TRY IT: What lines in the records below contain the string "struct"? Copy every one.
[[ INPUT MATERIAL, beginning ]]
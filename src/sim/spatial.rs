//! Spatial hash grid for neighbor queries
//!
//! Divides the world into uniform cubic cells and stores start-of-tick boid
//! snapshots in each cell. A sphere query scans just the cells the sphere
//! can touch and distance-filters the contents.

use hashbrown::HashMap;

use crate::flock::boid::BoidId;
use crate::flock::perception::{Neighbor, NeighborQuery};
use crate::util::vec3::Vec3;

/// Grid cell key - (x, y, z) cell coordinates
pub type CellKey = (i32, i32, i32);

/// Initial capacity for the cell hashmap (number of expected non-empty cells)
const GRID_INITIAL_CAPACITY: usize = 256;

/// Initial capacity for snapshot vectors within cells
const CELL_INITIAL_CAPACITY: usize = 8;

/// Uniform spatial hash grid over boid snapshots
pub struct BoidGrid {
    /// Cell size in world units; queries stay correct for any radius, but
    /// a cell size near the perception radius keeps the scan at 27 cells
    cell_size: f32,
    /// Inverse cell size for fast position-to-cell conversion
    inv_cell_size: f32,
    cells: HashMap<CellKey, Vec<Neighbor>>,
}

impl BoidGrid {
    pub fn new(cell_size: f32) -> Self {
        Self {
            cell_size,
            inv_cell_size: 1.0 / cell_size,
            cells: HashMap::with_capacity(GRID_INITIAL_CAPACITY),
        }
    }

    /// Clear all snapshots, keeping cell allocations for reuse
    #[inline]
    pub fn clear(&mut self) {
        for cell in self.cells.values_mut() {
            cell.clear();
        }
    }

    #[inline]
    fn position_to_cell(&self, position: Vec3) -> CellKey {
        (
            (position.x * self.inv_cell_size).floor() as i32,
            (position.y * self.inv_cell_size).floor() as i32,
            (position.z * self.inv_cell_size).floor() as i32,
        )
    }

    #[inline]
    pub fn insert(&mut self, snapshot: Neighbor) {
        let cell_key = self.position_to_cell(snapshot.position);
        self.cells
            .entry(cell_key)
            .or_insert_with(|| Vec::with_capacity(CELL_INITIAL_CAPACITY))
            .push(snapshot);
    }

    /// Rebuild the grid from a fresh tick snapshot
    pub fn rebuild(&mut self, snapshots: impl Iterator<Item = Neighbor>) {
        self.clear();
        for snapshot in snapshots {
            self.insert(snapshot);
        }
    }

    /// Get statistics about the grid
    pub fn stats(&self) -> BoidGridStats {
        let non_empty_cells = self.cells.values().filter(|c| !c.is_empty()).count();
        let total_boids: usize = self.cells.values().map(|c| c.len()).sum();
        let max_per_cell = self.cells.values().map(|c| c.len()).max().unwrap_or(0);

        BoidGridStats {
            non_empty_cells,
            total_boids,
            max_per_cell,
        }
    }
}

impl NeighborQuery for BoidGrid {
    fn neighbors_within(&self, of: BoidId, origin: Vec3, radius: f32, out: &mut Vec<Neighbor>) {
        let (cx, cy, cz) = self.position_to_cell(origin);
        // A point within `radius` can be at most this many cells away along
        // each axis
        let span = (radius * self.inv_cell_size).ceil() as i32;
        let radius_sq = radius * radius;

        for dx in -span..=span {
            for dy in -span..=span {
                for dz in -span..=span {
                    let Some(cell) = self.cells.get(&(cx + dx, cy + dy, cz + dz)) else {
                        continue;
                    };
                    for snapshot in cell {
                        if snapshot.id != of
                            && snapshot.position.distance_sq_to(origin) <= radius_sq
                        {
                            out.push(*snapshot);
                        }
                    }
                }
            }
        }
    }
}

/// Statistics about the grid occupancy
#[derive(Debug, Clone)]
pub struct BoidGridStats {
    pub non_empty_cells: usize,
    pub total_boids: usize,
    pub max_per_cell: usize,
}

#[cfg(test)]
mod tests {
    use super::*;
    use uuid::Uuid;

    fn snapshot(x: f32, y: f32, z: f32) -> Neighbor {
        Neighbor {
            id: Uuid::new_v4(),
            position: Vec3::new(x, y, z),
            velocity: Vec3::X,
        }
    }

    #[test]
    fn test_new_grid() {
        let grid = BoidGrid::new(300.0);
        assert_eq!(grid.cell_size, 300.0);
        assert!((grid.inv_cell_size - 1.0 / 300.0).abs() < 1e-9);
    }

    #[test]
    fn test_insert_and_query() {
        let mut grid = BoidGrid::new(100.0);
        let mate = snapshot(50.0, 50.0, 50.0);
        grid.insert(mate);

        let mut found = Vec::new();
        grid.neighbors_within(Uuid::new_v4(), Vec3::new(40.0, 50.0, 50.0), 20.0, &mut found);
        assert_eq!(found.len(), 1);
        assert_eq!(found[0].id, mate.id);
    }

    #[test]
    fn test_query_excludes_self() {
        let mut grid = BoidGrid::new(100.0);
        let me = snapshot(10.0, 10.0, 10.0);
        grid.insert(me);

        let mut found = Vec::new();
        grid.neighbors_within(me.id, me.position, 50.0, &mut found);
        assert!(found.is_empty());
    }

    #[test]
    fn test_query_filters_by_exact_distance() {
        let mut grid = BoidGrid::new(100.0);
        grid.insert(snapshot(30.0, 0.0, 0.0));
        grid.insert(snapshot(80.0, 0.0, 0.0)); // same cell, outside radius

        let mut found = Vec::new();
        grid.neighbors_within(Uuid::new_v4(), Vec3::ZERO, 50.0, &mut found);
        assert_eq!(found.len(), 1);
        assert_eq!(found[0].position.x, 30.0);
    }

    #[test]
    fn test_query_spans_cell_boundaries() {
        let mut grid = BoidGrid::new(100.0);
        // Neighboring cells on each side of the origin cell
        grid.insert(snapshot(-40.0, 0.0, 0.0));
        grid.insert(snapshot(140.0, 0.0, 0.0));
        grid.insert(snapshot(60.0, 90.0, -80.0));

        let mut found = Vec::new();
        grid.neighbors_within(Uuid::new_v4(), Vec3::new(50.0, 0.0, 0.0), 150.0, &mut found);
        assert_eq!(found.len(), 3);
    }

    #[test]
    fn test_query_radius_larger_than_cell() {
        // Radius several times the cell size still finds distant snapshots
        let mut grid = BoidGrid::new(50.0);
        grid.insert(snapshot(220.0, 0.0, 0.0));

        let mut found = Vec::new();
        grid.neighbors_within(Uuid::new_v4(), Vec3::ZERO, 250.0, &mut found);
        assert_eq!(found.len(), 1);
    }

    #[test]
    fn test_rebuild_replaces_contents() {
        let mut grid = BoidGrid::new(100.0);
        grid.insert(snapshot(10.0, 0.0, 0.0));

        let fresh = [snapshot(0.0, 20.0, 0.0), snapshot(0.0, -20.0, 0.0)];
        grid.rebuild(fresh.into_iter());

        let mut found = Vec::new();
        grid.neighbors_within(Uuid::new_v4(), Vec3::ZERO, 500.0, &mut found);
        assert_eq!(found.len(), 2);
        assert!(found.iter().all(|n| n.position.x == 0.0));
    }

    #[test]
    fn test_stats() {
        let mut grid = BoidGrid::new(100.0);
        for _ in 0..3 {
            grid.insert(snapshot(10.0, 10.0, 10.0));
        }
        grid.insert(snapshot(500.0, 500.0, 500.0));

        let stats = grid.stats();
        assert_eq!(stats.total_boids, 4);
        assert_eq!(stats.non_empty_cells, 2);
        assert_eq!(stats.max_per_cell, 3);
    }
}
[[ INPUT MATERIAL, end ]]
EXERCISE ANSWER:
pub struct BoidGrid {
pub struct BoidGridStats {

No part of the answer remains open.